Doi : 10.1016/j.ajog.2024.04.020 
Steve N. Caritis, MD a, , Prerna Dodeja, MS b, Shringi Sharma, PhD c, Wenchen Zhao, MS b, Raman Venkataramanan, PhD d, e
a Department of Obstetrics and Gynecology, University of Pittsburgh, Pittsburgh, PA 
b Department of Pharmaceutical Sciences, University of Pittsburgh School of Pharmacy, Pittsburgh, PA 
c Department of Clinical Pharmacology, AstraZeneca, South San Francisco, CA 
d Departments of Pharmaceutical Sciences and Pathology, University of Pittsburgh School of Pharmacy, Pittsburgh, PA 
e Department of Pathology, University of Pittsburgh School of Medicine, Pittsburgh, PA 

Corresponding author: Steve N. Caritis, MD.
Sous presse. Épreuves corrigées par l'auteur. Disponible en ligne depuis le Tuesday 21 May 2024

Abstract

Background

Makena (17-hydroxyprogesterone caproate) was approved by the United States Food and Drug Administration for the prevention of recurrent spontaneous preterm birth in 2011 under the accelerated approval pathway, but fundamental pharmacokinetic or pharmacodynamic (Phase 1 and Phase 2) studies were not performed. At the time, there were no dose-response or concentration-response data. The therapeutic concentration was not known. The lack of such data brings into question the dosing regimen for 17-hydroxyprogesterone caproate and if it was optimized.

Objective

The purpose of this study was to evaluate the dosing regimen for 17-hydroxyprogesterone by analyzing 3 data sets in which the 17-hydroxyprogesterone caproate pharmacology was evaluated, namely the Maternal-Fetal Medicine Omega 3 study, the Obstetric-Fetal Pharmacology Research Units study, and the Obstetrical-Fetal Pharmacology Research Centers study.

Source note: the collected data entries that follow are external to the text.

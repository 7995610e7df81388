//! Common helper functions shared across CLI commands
//!
//! This module provides shared functionality for loading configuration,
//! resolving output options, and discovering files.

use crate::cli::args::{ColorChoice, OutputFormat};
use crate::config::{self, CONFIG_FILE_NAME, ColorOption, Config};
use crate::engine::{FileEntry, FileWalker, FileWalkerError};
use crate::error::ConfigError;
use std::io::IsTerminal;
use std::path::{Path, PathBuf};

/// Process exit codes
pub const EXIT_SUCCESS: i32 = 0;
pub const EXIT_NOT_NORMALIZED: i32 = 1;
pub const EXIT_ERROR: i32 = 2;
pub const EXIT_PARSE_ERROR: i32 = 3;

/// Options every command receives from the global flags
#[derive(Debug, Clone, Default)]
pub struct GlobalOptions {
    /// `--config`; `None` means ./kanafold.toml when present
    pub config: Option<PathBuf>,
    /// `--color`; `None` defers to kanafold.toml
    pub color: Option<ColorChoice>,
}

/// Load kanafold configuration
///
/// An explicit `--config` path must exist. Without one, ./kanafold.toml is
/// used when present and defaults apply otherwise.
///
/// # Errors
///
/// Returns `ConfigError::Io` if an explicit path cannot be read.
/// Returns `ConfigError::Parse` or `ConfigError::Validation` if the file is invalid.
pub(crate) fn load_config(options: &GlobalOptions) -> Result<Config, ConfigError> {
    match &options.config {
        Some(path) => Config::load(path),
        None => Config::load_or_default(Path::new(CONFIG_FILE_NAME)),
    }
}

/// Output format from the command line, falling back to the configuration
pub(crate) fn resolve_format(flag: Option<OutputFormat>, config: &Config) -> OutputFormat {
    flag.unwrap_or(match config.output.format {
        config::OutputFormat::Human => OutputFormat::Human,
        config::OutputFormat::Jsonl => OutputFormat::Jsonl,
    })
}

/// Whether human output on stdout should be colored
pub(crate) fn use_color(options: &GlobalOptions, config: &Config) -> bool {
    let choice = options.color.unwrap_or(match config.output.color {
        ColorOption::Auto => ColorChoice::Auto,
        ColorOption::Always => ColorChoice::Always,
        ColorOption::Never => ColorChoice::Never,
    });
    match choice {
        ColorChoice::Always => true,
        ColorChoice::Never => false,
        ColorChoice::Auto => std::io::stdout().is_terminal(),
    }
}

/// Discover files to check using FileWalker
///
/// Walks the specified paths and collects all files that match the
/// include/exclude patterns from the configuration.
///
/// # Errors
///
/// Returns `FileWalkerError` if a pattern is invalid or walking fails.
pub(crate) fn discover_files(
    paths: &[String],
    config: &Config,
) -> Result<Vec<FileEntry>, FileWalkerError> {
    let mut all_files = Vec::new();

    for path_str in paths {
        let walker = FileWalker::new(
            Path::new(path_str),
            &config.kanafold.include,
            &config.kanafold.exclude,
        )?;
        for result in walker.walk() {
            all_files.push(result?);
        }
    }

    all_files.sort();
    all_files.dedup();
    Ok(all_files)
}

#[cfg(test)]
mod tests {
    use super::*;
    use std::fs;
    use tempfile::TempDir;

    #[test]
    fn test_explicit_config_must_exist() {
        let options = GlobalOptions {
            config: Some(PathBuf::from("/nonexistent/kanafold.toml")),
            color: None,
        };
        assert!(matches!(load_config(&options), Err(ConfigError::Io(_))));
    }

    #[test]
    fn test_explicit_config_is_loaded() {
        let temp = TempDir::new().unwrap();
        let path = temp.path().join("alt.toml");
        fs::write(&path, "[kanafold]\nversion = \"1\"\nnormalizer = \"katakana\"\n").unwrap();

        let options = GlobalOptions {
            config: Some(path),
            color: None,
        };
        let config = load_config(&options).unwrap();
        assert_eq!(
            config.kanafold.normalizer,
            crate::types::NormalizerKind::Katakana
        );
    }

    #[test]
    fn test_resolve_format_prefers_flag() {
        let mut config = Config::default();
        config.output.format = config::OutputFormat::Jsonl;
        assert_eq!(resolve_format(None, &config), OutputFormat::Jsonl);
        assert_eq!(
            resolve_format(Some(OutputFormat::Human), &config),
            OutputFormat::Human
        );
    }

    #[test]
    fn test_use_color_explicit_choices() {
        let mut config = Config::default();
        config.output.color = ColorOption::Always;
        let mut options = GlobalOptions::default();
        assert!(use_color(&options, &config));

        options.color = Some(ColorChoice::Never);
        assert!(!use_color(&options, &config));
    }

    #[test]
    fn test_discover_files_with_empty_paths() {
        let result = discover_files(&[], &Config::default()).unwrap();
        assert!(result.is_empty());
    }

    #[test]
    fn test_discover_files_applies_patterns() {
        let temp = TempDir::new().unwrap();
        fs::write(temp.path().join("a.txt"), "a").unwrap();
        fs::write(temp.path().join("b.md"), "b").unwrap();

        let mut config = Config::default();
        config.kanafold.include = vec!["**/*.txt".to_string()];
        let root = temp.path().to_string_lossy().into_owned();

        let files = discover_files(&[root.clone(), root], &config).unwrap();
        assert_eq!(files.len(), 1);
        assert!(files[0].path.ends_with("a.txt"));
    }
}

If an inappropriate dosing regimen could be identified, such information could inform future studies of pharmacotherapy in pregnancy.

Study Design

Data from the Omega 3 study were used to determine if plasma concentration was related to spontaneous preterm birth risk and if a threshold concentration could be identified. Data from the Obstetric-Fetal Pharmacology Research Units study were used to determine the half-life of 17-hydroxyprogesterone caproate and to develop a model to simulate drug concentrations with various dosing regimens. Data from the Obstetrical-Fetal Pharmacology Research Centers study were used to determine the relationship between dose and safety outcomes.

Results

Analysis of the Omega 3 data set indicated that the risk for spontaneous preterm birth decreased as the log concentration of 17-hydroxyprogesterone caproate increased (odds ratio, 0.04; 95% confidence interval, 0.00–0.90). A steady state concentration of >9 ng/mL (equivalent to >8 ng/mL at 25–28 weeks) was associated with the lowest risk for spontaneous preterm birth (hazard ratio, 0.52; 95% confidence interval, 0.27–0.98; P=.04); this concentration was not achieved in 25% of subjects who received the 250 mg weekly dose. In the Obstetrical-Fetal Pharmacology Research Units study, the adjusted half-life (median and interquartile range) of 17-hydroxyprogesterone caproate was 14.0 (11.5–17.2) days. Simulations indicated that with the 250 mg weekly dose, >5 weekly injections were required to reach the 9 ng/mL target; however, those with the shortest half-life (corresponding to higher clearance), never reached the targeted 9 ng/mL concentration. In 75% of subjects, a loading dose of 500 mg weekly for 2 weeks followed by 250 mg weekly achieved and maintained the 9 ng/mL concentration within 2 weeks but in those 25% with the shortest half-life, concentrations exceeded the 9 ng/mL target for only 3 weeks. In the Obstetrical-Fetal Pharmacology Research Centers study, all 65 subjects who received a weekly dose of 500 mg exceeded the 9 ng/mL steady state.

Conclusion

The dosing regimen for 17-hydroxyprogesterone caproate was inadequate. There is a significant inverse relationship between drug concentration and spontaneous preterm birth. The risk was lowest when the concentration exceeded 9 ng/mL, but 25% of women who received the 250 mg weekly dose never reached or maintained this concentration. The drug’s long half-life necessitates a loading dose to achieve therapeutic concentrations rapidly. The omission of basic pharmacologic studies to determine the proper dosing may have compromised the effectiveness of 17-hydroxyprogesterone caproate. Future pharmacotherapy trials in pregnancy must first complete fundamental pharmacology studies.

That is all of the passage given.